Psychédéliques ? Le financement et les croyances sont quelques-uns des défis de la recherche.

« La médecine et la science psychédélique manquent de science et, à mon avis, ont trop de militantisme », déclare le spécialiste, qui fait partie du groupe de travail présentant aujourd’hui à Lisbonne un ensemble de recommandations sur l’utilisation clinique des psychédéliques.

 

Interrogé sur les défis auxquels la recherche dans ce domaine est confrontée, il explique que, souvent, les individus possèdent des « croyances profondément enracinées » et risquent de ne pas être entièrement neutres au début de leurs recherches.

« Ils ont déjà une idée, et une idée très forte sur la question », explique-t-il.

Un autre défi qu’il souligne est la difficulté de financement dans le domaine de la santé mentale, en particulier pour la recherche impliquant la psychothérapie.

« Il y a un énorme défi pour financer la recherche de qualité, et il y a ensuite un énorme défi pour financer les interventions incluant la psychothérapie, lorsque et si elles sont disponibles », a-t-il affirmé.

En conséquence, le défi est « à deux niveaux » : « dans la production de connaissances et dans l’application de ces connaissances ».
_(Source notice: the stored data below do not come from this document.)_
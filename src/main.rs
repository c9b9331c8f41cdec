//! Steward node agent - drives managed endpoints toward fleet-declared state

use clap::Parser;
use tracing_subscriber::EnvFilter;

use steward_agent::cli::Cli;

#[tokio::main]
async fn main() {
    let filter = EnvFilter::try_from_env("STEWARD_LOG").unwrap_or_else(|_| EnvFilter::new("info"));
    tracing_subscriber::fmt().with_env_filter(filter).init();

    let cli = Cli::parse();
    if let Err(e) = cli.run().await {
        eprintln!("Error: {e:#}");
        std::process::exit(1);
    }
}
Il souligne également que, parfois, en raison de la peine à financer des recherches de haute qualité, « on mène des recherches un peu plus simples (…) cherchant à obtenir des preuves qui peuvent ne pas être les meilleures, mais qui sont à peu près valables ».

« C’est également un risque important, car cela crée des preuves de moindre qualité, qui sont alors utilisées pour prendre des décisions, mais qui ne sont jamais suffisantes pour prendre les décisions nécessaires du point de vue réglementaire », considère-t-il.
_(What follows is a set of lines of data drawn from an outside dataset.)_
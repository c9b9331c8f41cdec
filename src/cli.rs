//! Command-line interface for `stewardd`.

use std::path::PathBuf;

use anyhow::Result;
use clap::{Parser, Subcommand};

use crate::app;
use crate::infra::config::ConfigStore;

#[derive(Parser)]
#[command(
    name = "stewardd",
    version,
    about = "Steward node agent - drives this endpoint toward fleet-declared state"
)]
pub struct Cli {
    /// Path to the agent configuration file (default: ~/.steward/agent.yaml).
    #[arg(long, global = true, env = "STEWARD_CONFIG")]
    pub config: Option<PathBuf>,

    #[command(subcommand)]
    pub command: Option<Commands>,
}

#[derive(Subcommand)]
pub enum Commands {
    /// Run the agent poll cycles until interrupted (default).
    Run,
    /// Validate the configuration file and print the effective settings.
    CheckConfig,
    /// Print the agent version.
    Version,
}

impl Cli {
    /// # Errors
    ///
    /// Returns an error if the selected command fails.
    pub async fn run(self) -> Result<()> {
        match self.command.unwrap_or(Commands::Run) {
            Commands::Run => app::run(self.config).await,
            Commands::CheckConfig => check_config(self.config),
            Commands::Version => {
                println!("stewardd {}", env!("CARGO_PKG_VERSION"));
                Ok(())
            }
        }
    }
}

fn config_store(path: Option<PathBuf>) -> Result<ConfigStore> {
    match path {
        Some(path) => Ok(ConfigStore::with_path(path)),
        None => ConfigStore::new(),
    }
}

fn check_config(path: Option<PathBuf>) -> Result<()> {
    let store = config_store(path)?;
    let loaded = store.load_validated()?;
    println!("config file:  {}", store.path().display());
    println!("authority:    {}", loaded.authority_url);
    println!("node id:      {}", loaded.node_id);
    println!(
        "api token:    {}",
        if loaded.api_token.is_empty() {
            "(unset)"
        } else {
            "(set)"
        }
    );
    println!(
        "poll:         jobs {}s, deployments {}s, assignments {}s",
        loaded.poll.jobs_interval_secs,
        loaded.poll.deployments_interval_secs,
        loaded.poll.assignments_interval_secs
    );
    println!(
        "drift check:  every {} assignment ticks",
        loaded.poll.drift_check_every
    );
    println!("cache cap:    {} bytes", loaded.cache.max_bytes);
    Ok(())
}

// ── Unit tests ────────────────────────────────────────────────────────────────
Le chercheur, directeur de l’Unité de Neuropsychiatrie de Champalimaud, fait partie du groupe de travail qui a élaboré les recommandations sur l’utilisation clinique des psychédéliques présentées aujourd’hui à Lisbonne.
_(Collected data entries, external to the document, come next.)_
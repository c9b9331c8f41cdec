//! Health probe implementations for the four check kinds.
//!
//! Probes are side-effect-free and fold every failure into an `Unhealthy`
//! report with a detail string; they never error out of the reconcile path.

use std::time::Duration;

use anyhow::{Context, Result};

use crate::application::ports::{CommandRunner, HealthProbe};
use crate::domain::health::{HealthCheck, HealthReport};

/// Production health prober.
#[derive(Clone)]
pub struct HealthProber<R> {
    client: reqwest::Client,
    runner: R,
}

impl<R: CommandRunner> HealthProber<R> {
    /// # Errors
    ///
    /// Returns an error if the HTTP client cannot be constructed.
    pub fn new(runner: R) -> Result<Self> {
        let client = reqwest::Client::builder()
            .user_agent(concat!("steward-agent/", env!("CARGO_PKG_VERSION")))
            .build()
            .context("building health probe HTTP client")?;
        Ok(Self { client, runner })
    }

    async fn probe_http(&self, url: &str, timeout: Duration) -> HealthReport {
        let request = self.client.get(url).timeout(timeout).send();
        match request.await {
            Ok(response) if response.status().is_success() => {
                HealthReport::healthy(format!("HTTP {} from {url}", response.status()))
            }
            Ok(response) => {
                HealthReport::unhealthy(format!("HTTP {} from {url}", response.status()))
            }
            Err(e) => HealthReport::unhealthy(format!("GET {url}: {e}")),
        }
    }

    async fn probe_tcp(&self, host: &str, port: u16, timeout: Duration) -> HealthReport {
        let addr = format!("{host}:{port}");
        match tokio::time::timeout(timeout, tokio::net::TcpStream::connect(&addr)).await {
            Ok(Ok(_stream)) => HealthReport::healthy(format!("connected to {addr}")),
            Ok(Err(e)) => HealthReport::unhealthy(format!("connect {addr}: {e}")),
            Err(_) => HealthReport::unhealthy(format!(
                "connect {addr}: timed out after {}s",
                timeout.as_secs()
            )),
        }
    }

    async fn probe_process(&self, name: &str, timeout: Duration) -> HealthReport {
        match self
            .runner
            .run_with_timeout("pgrep", &["-x", "--", name], timeout)
            .await
        {
            Ok(output) if output.status.success() => {
                HealthReport::healthy(format!("process '{name}' present"))
            }
            Ok(_) => HealthReport::unhealthy(format!("process '{name}' not found")),
            Err(e) => HealthReport::unhealthy(format!("process check for '{name}': {e:#}")),
        }
    }

    async fn probe_service(&self, name: &str, timeout: Duration) -> HealthReport {
        match self
            .runner
            .run_with_timeout("systemctl", &["is-active", "--quiet", "--", name], timeout)
            .await
        {
            Ok(output) if output.status.success() => {
                HealthReport::healthy(format!("service '{name}' running"))
            }
            Ok(_) => HealthReport::unhealthy(format!("service '{name}' not running")),
            Err(e) => HealthReport::unhealthy(format!("service check for '{name}': {e:#}")),
        }
    }
}

impl<R: CommandRunner> HealthProbe for HealthProber<R> {
    async fn probe(&self, check: &HealthCheck) -> HealthReport {
        let timeout = Duration::from_secs(check.timeout_secs());
        match check {
            HealthCheck::Http { url, .. } => self.probe_http(url, timeout).await,
            HealthCheck::Tcp { host, port, .. } => self.probe_tcp(host, *port, timeout).await,
            HealthCheck::Process { name, .. } => self.probe_process(name, timeout).await,
            HealthCheck::Service { name, .. } => self.probe_service(name, timeout).await,
        }
    }
}

// ── Unit tests ────────────────────────────────────────────────────────────────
Le groupe a également bénéficié des contributions des ordres des médecins, pharmaciens et psychologues, du Conseil National d’Éthique pour les Sciences de la Vie et de la Société Portugaise de Psychiatrie et Santé Mentale.

Interrogé par l’agence Lusa, il a souligné l’importance de la diffusion publique de ces recommandations, dont l’objectif est que les décideurs « soient conscients de l’existence du consensus entre les professionnels ».

Il a également précisé que l’intention est de publier ces recommandations, dans une version traduite, dans des revues internationales avec une révision scientifique, en accès libre, et que le document présenté aujourd’hui sera envoyé « aux décideurs centraux dans ce domaine », à savoir Infarmed, le Gouvernement, la Direction Générale de la Santé, la Commission Nationale de Santé Mentale et les autorités de supervision professionnelle.